I'm not embarrassed of/by you?

A: I’m sorry I did that.
B: It’s okay. It’s not your fault. It’s a disease.
A: No, but I embarrassed you. I embarrassed you, and I…
B: I’m not embarrassed of you.
A: It was so wrong. And then your dad…
B: My father loves you, it’s okay.

Question: The preposition in the sentence “I’m not embarrassed of you” is correct, right? How about “I’m not embarrassed BY you”? Is it still okay?

Thank you!!!

I (middle America) think that “embarrassed by” sounds more natural and common. The phrase as given in the subtitle isn’t too bad, though. My common usage is “embarrassed by” but “ashamed of”.
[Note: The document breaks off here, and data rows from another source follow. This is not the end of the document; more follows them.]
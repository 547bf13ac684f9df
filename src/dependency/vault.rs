use std::fmt;
use std::path::PathBuf;
use std::sync::atomic::{AtomicU64, Ordering};
use std::time::{Duration, UNIX_EPOCH};

use async_trait::async_trait;
use tokio::time::sleep;

use super::file::clock_index;
use super::{fingerprint_of, DepKind, Dependency, Fetched};
use crate::clients::{ClientSet, QueryMeta, QueryOptions, VaultSecret};
use crate::constants::FILE_POLL_INTERVAL;
use crate::errors::FetchError;
use crate::template::Value;

/// Re-read cadence for secrets without a lease.
const DEFAULT_LEASE_CHECK: Duration = Duration::from_secs(5 * 60);

fn secret_value(secret: &VaultSecret) -> Value {
    Value::map_from(vec![
        ("Data", Value::Map(secret.data.clone().into_iter().collect())),
        ("LeaseID", Value::from(secret.lease_id.as_str())),
        ("LeaseDuration", Value::Int(secret.lease_duration as i64)),
        ("Renewable", Value::Bool(secret.renewable)),
    ])
}

/// How long to wait before re-reading a leased secret: half the lease,
/// or the default cadence when there is none.
fn renew_delay(lease_duration: u64) -> Duration {
    if lease_duration == 0 {
        DEFAULT_LEASE_CHECK
    } else {
        Duration::from_secs((lease_duration / 2).max(1))
    }
}

/// Secret read. Leased secrets are re-read at half their lease duration;
/// a renewable lease with TTL=0 is surfaced as the dedicated rotation
/// error so the View can apply its capped unbounded backoff.
#[derive(Debug)]
pub struct VaultRead {
    path: String,
    fingerprint: String,
    // Lease observed by the previous fetch, drives the sleep before the
    // next one.
    last_lease: AtomicU64,
}

impl VaultRead {
    pub fn new(path: &str) -> Self {
        Self {
            path: path.to_string(),
            fingerprint: fingerprint_of("vault.read", path, None),
            last_lease: AtomicU64::new(0),
        }
    }
}

#[async_trait]
impl Dependency for VaultRead {
    fn fingerprint(&self) -> &str {
        &self.fingerprint
    }

    fn kind(&self) -> DepKind {
        DepKind::Vault
    }

    async fn fetch(&self, clients: &ClientSet, opts: &QueryOptions) -> Result<Fetched, FetchError> {
        let vault = clients.vault()?;
        if opts.wait_index != 0 {
            sleep(renew_delay(self.last_lease.load(Ordering::Relaxed))).await;
        }
        let secret = vault.read(&self.path).await?;
        if secret.renewable && secret.lease_duration == 0 {
            return Err(FetchError::VaultTtlZero);
        }
        self.last_lease.store(secret.lease_duration, Ordering::Relaxed);
        let meta = QueryMeta {
            last_index: clock_index(),
            ..QueryMeta::default()
        };
        Ok((secret_value(&secret), meta))
    }
}

impl fmt::Display for VaultRead {
    fn fmt(&self, f: &mut fmt::Formatter<'_>) -> fmt::Result {
        write!(f, "{}", self.fingerprint)
    }
}

/// Key listing under a path.
#[derive(Debug)]
pub struct VaultList {
    path: String,
    fingerprint: String,
}

impl VaultList {
    pub fn new(path: &str) -> Self {
        Self {
            path: path.to_string(),
            fingerprint: fingerprint_of("vault.list", path, None),
        }
    }
}

#[async_trait]
impl Dependency for VaultList {
    fn fingerprint(&self) -> &str {
        &self.fingerprint
    }

    fn kind(&self) -> DepKind {
        DepKind::Vault
    }

    async fn fetch(&self, clients: &ClientSet, opts: &QueryOptions) -> Result<Fetched, FetchError> {
        let vault = clients.vault()?;
        if opts.wait_index != 0 {
            sleep(DEFAULT_LEASE_CHECK).await;
        }
        let mut keys = vault.list(&self.path).await?;
        keys.sort();
        let meta = QueryMeta {
            last_index: clock_index(),
            ..QueryMeta::default()
        };
        Ok((Value::List(keys.into_iter().map(Value::from).collect()), meta))
    }
}

impl fmt::Display for VaultList {
    fn fmt(&self, f: &mut fmt::Formatter<'_>) -> fmt::Result {
        write!(f, "{}", self.fingerprint)
    }
}

/// Watches an agent-written token file and publishes the token string.
/// Not shareable: the watcher wires exactly one consumer, which swaps
/// the token on the Vault client.
#[derive(Debug)]
pub struct VaultAgentToken {
    path: PathBuf,
    fingerprint: String,
}

impl VaultAgentToken {
    pub fn new(path: &str) -> Self {
        Self {
            path: PathBuf::from(path),
            fingerprint: fingerprint_of("vault.token.file", path, None),
        }
    }
}

#[async_trait]
impl Dependency for VaultAgentToken {
    fn fingerprint(&self) -> &str {
        &self.fingerprint
    }

    fn kind(&self) -> DepKind {
        DepKind::Vault
    }

    fn can_share(&self) -> bool {
        false
    }

    async fn fetch(&self, _clients: &ClientSet, opts: &QueryOptions) -> Result<Fetched, FetchError> {
        let deadline = tokio::time::Instant::now() + opts.wait_time;
        loop {
            let meta = tokio::fs::metadata(&self.path)
                .await
                .map_err(|source| FetchError::File {
                    path: self.path.clone(),
                    source,
                })?;
            let index = meta
                .modified()
                .map_err(|source| FetchError::File {
                    path: self.path.clone(),
                    source,
                })?
                .duration_since(UNIX_EPOCH)
                .unwrap_or_default()
                .as_millis() as u64;
            if index != opts.wait_index || tokio::time::Instant::now() >= deadline {
                let token = tokio::fs::read_to_string(&self.path)
                    .await
                    .map_err(|source| FetchError::File {
                        path: self.path.clone(),
                        source,
                    })?;
                let meta = QueryMeta {
                    last_index: index,
                    ..QueryMeta::default()
                };
                return Ok((Value::from(token.trim().to_string()), meta));
            }
            sleep(FILE_POLL_INTERVAL).await;
        }
    }
}

impl fmt::Display for VaultAgentToken {
    fn fmt(&self, f: &mut fmt::Formatter<'_>) -> fmt::Result {
        write!(f, "{}", self.fingerprint)
    }
}

/// Renew-only dependency. It never publishes data; its fetch renews the
/// client's token at half-lease cadence until renewal fails, so the only
/// way out of a fetch is an error or cancellation.
#[derive(Debug)]
pub struct VaultToken {
    increment: u64,
    fingerprint: String,
}

impl VaultToken {
    /// `increment` is the requested lease extension in seconds.
    pub fn new(increment: u64) -> Self {
        Self {
            increment,
            fingerprint: "vault.token.renew".to_string(),
        }
    }
}

#[async_trait]
impl Dependency for VaultToken {
    fn fingerprint(&self) -> &str {
        &self.fingerprint
    }

    fn kind(&self) -> DepKind {
        DepKind::Vault
    }

    fn can_share(&self) -> bool {
        false
    }

    async fn fetch(&self, clients: &ClientSet, _opts: &QueryOptions) -> Result<Fetched, FetchError> {
        let vault = clients.vault()?;
        loop {
            let renewal = vault.renew_self(self.increment).await?;
            if renewal.renewable && renewal.lease_duration == 0 {
                return Err(FetchError::VaultTtlZero);
            }
            if !renewal.renewable {
                return Err(FetchError::PermissionDenied(
                    "token is not renewable".to_string(),
                ));
            }
            sleep(renew_delay(renewal.lease_duration)).await;
        }
    }
}

impl fmt::Display for VaultToken {
    fn fmt(&self, f: &mut fmt::Formatter<'_>) -> fmt::Result {
        write!(f, "{}", self.fingerprint)
    }
}
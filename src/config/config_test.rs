use std::time::Duration;

use super::*;

fn parse_toml(s: &str) -> TemplarConfig {
    let parsed: TemplarConfig = config::Config::builder()
        .add_source(config::File::from_str(s, config::FileFormat::Toml))
        .build()
        .unwrap()
        .try_deserialize()
        .unwrap();
    parsed
}

#[test]
fn test_wait_string_form() {
    let c = parse_toml(r#"wait = "10s:20s""#);
    assert_eq!(
        c.wait,
        Some(WaitConfig {
            min: Duration::from_secs(10),
            max: Duration::from_secs(20),
        })
    );
}

#[test]
fn test_wait_table_form_defaults_max() {
    let c = parse_toml(
        r#"
        [wait]
        min = "10s"
        "#,
    );
    assert_eq!(
        c.wait,
        Some(WaitConfig {
            min: Duration::from_secs(10),
            max: Duration::from_secs(40),
        })
    );
}

#[test]
fn test_template_stanzas() {
    let c = parse_toml(
        r#"
        [[template]]
        contents = "{{ key \"foo\" }}"
        destination = "/tmp/out"
        perms = "0600"
        backup = true

        [[template]]
        source = "/etc/in.tmpl"
        destination = "/tmp/out2"
        error_on_missing_key = true
        "#,
    );
    assert_eq!(c.templates.len(), 2);
    assert!(c.templates[0].validate().is_ok());
    assert!(c.templates[0].backup);
    assert_eq!(c.templates[0].perms.as_deref(), Some("0600"));
    assert!(c.templates[1].error_on_missing_key);
}

#[test]
fn test_finalize_materializes_defaults() {
    let mut c = TemplarConfig::default();
    c.finalize();
    assert_eq!(c.max_stale.as_deref(), Some("2s"));
    assert_eq!(c.kill_signal.as_deref(), Some("SIGINT"));
    assert_eq!(c.reload_signal.as_deref(), Some("SIGHUP"));
    assert_eq!(c.max_stale_duration(), Some(Duration::from_secs(2)));
}

#[test]
fn test_finalize_is_idempotent() {
    let mut once = parse_toml(r#"max_stale = "5s""#);
    once.finalize();
    let mut twice = once.clone();
    twice.finalize();
    assert_eq!(once.max_stale, twice.max_stale);
    assert_eq!(once.kill_signal, twice.kill_signal);
}

#[test]
fn test_merge_right_bias() {
    let left = parse_toml(r#"log_level = "debug""#);
    let right = parse_toml(r#"log_level = "warn""#);
    let merged = left.clone().merge(&right);
    assert_eq!(merged.log_level.as_deref(), Some("warn"));

    let merged = right.merge(&TemplarConfig::default());
    assert_eq!(merged.log_level.as_deref(), Some("warn"));
}

#[test]
fn test_merge_appends_templates() {
    let left = parse_toml(
        r#"
        [[template]]
        contents = "a"
        "#,
    );
    let right = parse_toml(
        r#"
        [[template]]
        contents = "b"
        "#,
    );
    let merged = left.merge(&right);
    assert_eq!(merged.templates.len(), 2);
}

#[test]
fn test_exec_block() {
    let c = parse_toml(
        r#"
        [exec]
        command = "restart all"
        splay_ms = 500

        [exec.env]
        pristine = true
        custom = ["MODE=prod"]
        "#,
    );
    let exec = c.exec.unwrap();
    assert_eq!(exec.command.as_deref(), Some("restart all"));
    assert_eq!(exec.splay(), Duration::from_millis(500));
    assert!(exec.env.pristine);
}

#[test]
fn test_vault_config_defaults() {
    let c = parse_toml(
        r#"
        [vault]
        address = "https://vault:8200"
        "#,
    );
    assert!(c.vault.renew_token);
    assert!(!c.vault.unwrap_token);
}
What is bad, in my opinion (don’t try to convince me otherwise!), is “I embarrassed you and I”. Both pronouns are direct objects, and the objective form of “I” is “me”. The proper phrase is “I embarrassed you and me.” However, the wording shown in the subtitle is becoming very common, and I believe I know why. When I was young kids would often say something like “Me and Joey are going to play”, and Mother would correct them with “Joey and I”, which is correct for the subject of a sentence. But the stupid kids over-corrected and grew up using "Joey and I’ even in the objective when the correct wording is “Joey and me”.


Embarrassed by is correct for me (Australia/International). Embarassed of sounds wrong.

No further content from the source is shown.